In 1940, Alfred B. Poschel invented a rubber transfer method that could apply lettering to tires; however, the decal method failed to gain mass acceptance.

The stenciling method of tire lettering became popular with auto racing teams in the 1950s as a way to display the tire manufacturer on the car's tires.

Tire lettering made its way to production tires in the mid-to-late 1960s in the form of raised white letter tires and gained popularity with American muscle cars in the 1970s and 1980s until tire manufacturers stopped producing raised white letter tires on a mass scale.

Many attempted to create decals that could be applied to tires, but it wasn't until the late 2000s tire lettering came roaring back with the advent of tire decals, US-based company Tire Stickers.

== Raised white letter tires in the 1960s and 1970s ==
While tire lettering was previously drawn or painted onto the tires, in the late 1960s, tire manufacturers began producing white letter tires that were part of the tire.

Early automobile tires were made of pure natural rubber with various chemicals mixed into the tread compounds to make them wear better [4]. The best of these was zinc oxide, a pure white substance that increased traction and also made the entire tire white.

However, the white rubber did not offer sufficient endurance, so carbon black was added to the rubber to greatly increase tread life. Using carbon black only in the tread produced tires with inner and outer sidewalls of white rubber, which is where whitewall tires came from.

Later, entirely black tires became available with white sidewalls being covered with a somewhat thin, black colored layer of rubber. By compressing the white rubber through the letter cutouts in the black outer layer, it gave the effect of raised white letter tires.

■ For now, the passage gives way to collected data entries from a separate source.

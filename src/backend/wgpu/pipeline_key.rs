//! Hashable pipeline cache keys.
//!
//! `wgpu` descriptor types (`BlendState`, `DepthStencilState`, …) do not
//! implement `Hash` / `Eq`. The mirror types below keep the fields that decide
//! pipeline identity. The stencil reference is dynamic render-pass state and
//! never part of a key, so the outline stages share pipelines whenever their
//! masks and ops agree.

use super::convert;
use super::programs::ProgramKind;
use crate::renderer::state::PipelineState;

// ─── Hashable Mirror Types ────────────────────────────────────────────────────

/// Hashable mirror of `wgpu::BlendComponent`.
#[derive(Debug, Clone, Copy, PartialEq, Eq, Hash)]
pub struct BlendComponentKey {
    pub src_factor: wgpu::BlendFactor,
    pub dst_factor: wgpu::BlendFactor,
    pub operation: wgpu::BlendOperation,
}

impl From<wgpu::BlendComponent> for BlendComponentKey {
    fn from(b: wgpu::BlendComponent) -> Self {
        Self {
            src_factor: b.src_factor,
            dst_factor: b.dst_factor,
            operation: b.operation,
        }
    }
}

/// Hashable mirror of `wgpu::BlendState`.
#[derive(Debug, Clone, Copy, PartialEq, Eq, Hash)]
pub struct BlendStateKey {
    pub color: BlendComponentKey,
    pub alpha: BlendComponentKey,
}

impl From<wgpu::BlendState> for BlendStateKey {
    fn from(b: wgpu::BlendState) -> Self {
        Self {
            color: b.color.into(),
            alpha: b.alpha.into(),
        }
    }
}

impl From<BlendStateKey> for wgpu::BlendState {
    fn from(k: BlendStateKey) -> Self {
        let component = |c: BlendComponentKey| wgpu::BlendComponent {
            src_factor: c.src_factor,
            dst_factor: c.dst_factor,
            operation: c.operation,
        };
        Self {
            color: component(k.color),
            alpha: component(k.alpha),
        }
    }
}

/// Hashable mirror of `wgpu::StencilFaceState`.
#[derive(Debug, Clone, Copy, PartialEq, Eq, Hash)]
pub struct StencilFaceKey {
    pub compare: wgpu::CompareFunction,
    pub fail_op: wgpu::StencilOperation,
    pub depth_fail_op: wgpu::StencilOperation,
    pub pass_op: wgpu::StencilOperation,
}

impl From<wgpu::StencilFaceState> for StencilFaceKey {
    fn from(s: wgpu::StencilFaceState) -> Self {
        Self {
            compare: s.compare,
            fail_op: s.fail_op,
            depth_fail_op: s.depth_fail_op,
            pass_op: s.pass_op,
        }
    }
}

impl From<StencilFaceKey> for wgpu::StencilFaceState {
    fn from(k: StencilFaceKey) -> Self {
        Self {
            compare: k.compare,
            fail_op: k.fail_op,
            depth_fail_op: k.depth_fail_op,
            pass_op: k.pass_op,
        }
    }
}

/// Hashable mirror of `wgpu::DepthStencilState` (bias is always zero here).
#[derive(Debug, Clone, Copy, PartialEq, Eq, Hash)]
pub struct DepthStencilKey {
    pub format: wgpu::TextureFormat,
    pub depth_write_enabled: bool,
    pub depth_compare: wgpu::CompareFunction,
    pub front: StencilFaceKey,
    pub back: StencilFaceKey,
    pub read_mask: u32,
    pub write_mask: u32,
}

impl From<wgpu::DepthStencilState> for DepthStencilKey {
    fn from(d: wgpu::DepthStencilState) -> Self {
        Self {
            format: d.format,
            depth_write_enabled: d.depth_write_enabled.unwrap_or(false),
            depth_compare: d.depth_compare.unwrap_or(wgpu::CompareFunction::Always),
            front: d.stencil.front.into(),
            back: d.stencil.back.into(),
            read_mask: d.stencil.read_mask,
            write_mask: d.stencil.write_mask,
        }
    }
}

impl From<DepthStencilKey> for wgpu::DepthStencilState {
    fn from(k: DepthStencilKey) -> Self {
        Self {
            format: k.format,
            depth_write_enabled: Some(k.depth_write_enabled),
            depth_compare: Some(k.depth_compare),
            stencil: wgpu::StencilState {
                front: k.front.into(),
                back: k.back.into(),
                read_mask: k.read_mask,
                write_mask: k.write_mask,
            },
            bias: wgpu::DepthBiasState::default(),
        }
    }
}

// ─── Pipeline Key ─────────────────────────────────────────────────────────────

/// Everything that distinguishes one cached `wgpu::RenderPipeline` from
/// another.
#[derive(Debug, Clone, PartialEq, Eq, Hash)]
pub struct RenderPipelineKey {
    pub program: ProgramKind,
    pub color_format: wgpu::TextureFormat,
    pub blend: Option<BlendStateKey>,
    pub depth_stencil: DepthStencilKey,
    pub cull_mode: Option<wgpu::Face>,
    pub front_face: wgpu::FrontFace,
}

impl RenderPipelineKey {
    #[must_use]
    pub fn new(
        program: ProgramKind,
        color_format: wgpu::TextureFormat,
        state: &PipelineState,
    ) -> Self {
        Self {
            program,
            color_format,
            blend: convert::blend(&state.blend).map(Into::into),
            depth_stencil: convert::depth_stencil(state).into(),
            cull_mode: convert::cull_mode(&state.cull),
            front_face: convert::front_face(&state.cull),
        }
    }
}

#[cfg(test)]
mod tests {
    use super::*;
    use crate::renderer::state::PassId;

    fn key(pass: PassId) -> RenderPipelineKey {
        RenderPipelineKey::new(
            ProgramKind::FlatColor,
            convert::OFFSCREEN_COLOR_FORMAT,
            &pass.state(),
        )
    }

    #[test]
    fn stencil_reference_is_not_part_of_the_key() {
        let mut a = PassId::OutlineWriteStencil.state();
        let mut b = a;
        a.stencil.reference = 1;
        b.stencil.reference = 7;
        let fmt = convert::OFFSCREEN_COLOR_FORMAT;
        assert_eq!(
            RenderPipelineKey::new(ProgramKind::Lit, fmt, &a),
            RenderPipelineKey::new(ProgramKind::Lit, fmt, &b)
        );
    }

    #[test]
    fn distinct_pass_states_get_distinct_keys() {
        assert_ne!(key(PassId::Opaque), key(PassId::OutlineSilhouette));
        assert_ne!(key(PassId::Opaque), key(PassId::Transparent));
        assert_eq!(key(PassId::Opaque), key(PassId::Reflection));
    }

    #[test]
    fn unset_depth_fields_mirror_to_disabled() {
        let state = wgpu::DepthStencilState {
            format: convert::DEPTH_STENCIL_FORMAT,
            depth_write_enabled: None,
            depth_compare: None,
            stencil: wgpu::StencilState::default(),
            bias: wgpu::DepthBiasState::default(),
        };
        let key = DepthStencilKey::from(state);
        assert!(!key.depth_write_enabled);
        assert_eq!(key.depth_compare, wgpu::CompareFunction::Always);
    }

    #[test]
    fn rebuilt_state_sets_depth_fields() {
        let key = key(PassId::Opaque).depth_stencil;
        let rebuilt = wgpu::DepthStencilState::from(key);
        assert_eq!(rebuilt.depth_write_enabled, Some(true));
        assert_eq!(rebuilt.depth_compare, Some(wgpu::CompareFunction::Less));
        assert_eq!(DepthStencilKey::from(rebuilt), key);
    }
}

Mickey Thompson claims the first raised white letter tires in 1970, but many manufacturers put out similar raised white letter tires in the late 1960s and early 1970s, including Goodyear and Firestone.

== Tire lettering resurgence with tire decals ==
With tire manufacturers no longer producing raised white letter tires on a mass scale, the advent of tire decals came about.

Initially, it was the tire manufacturers themselves who made the first serious attempts with both Goodyear and Firestone inventing versions, in 1987 and 1990, respectively, that added a significant processing difficulty and expense, halting their production.

Independent companies tried all sorts of different materials and methods to produce a durable and effective decal, including laminate and adhesive layers to the tire sidewall prior to thermal transfer of thick, cured rubber articles cut, but nothing gained mass-market acceptance.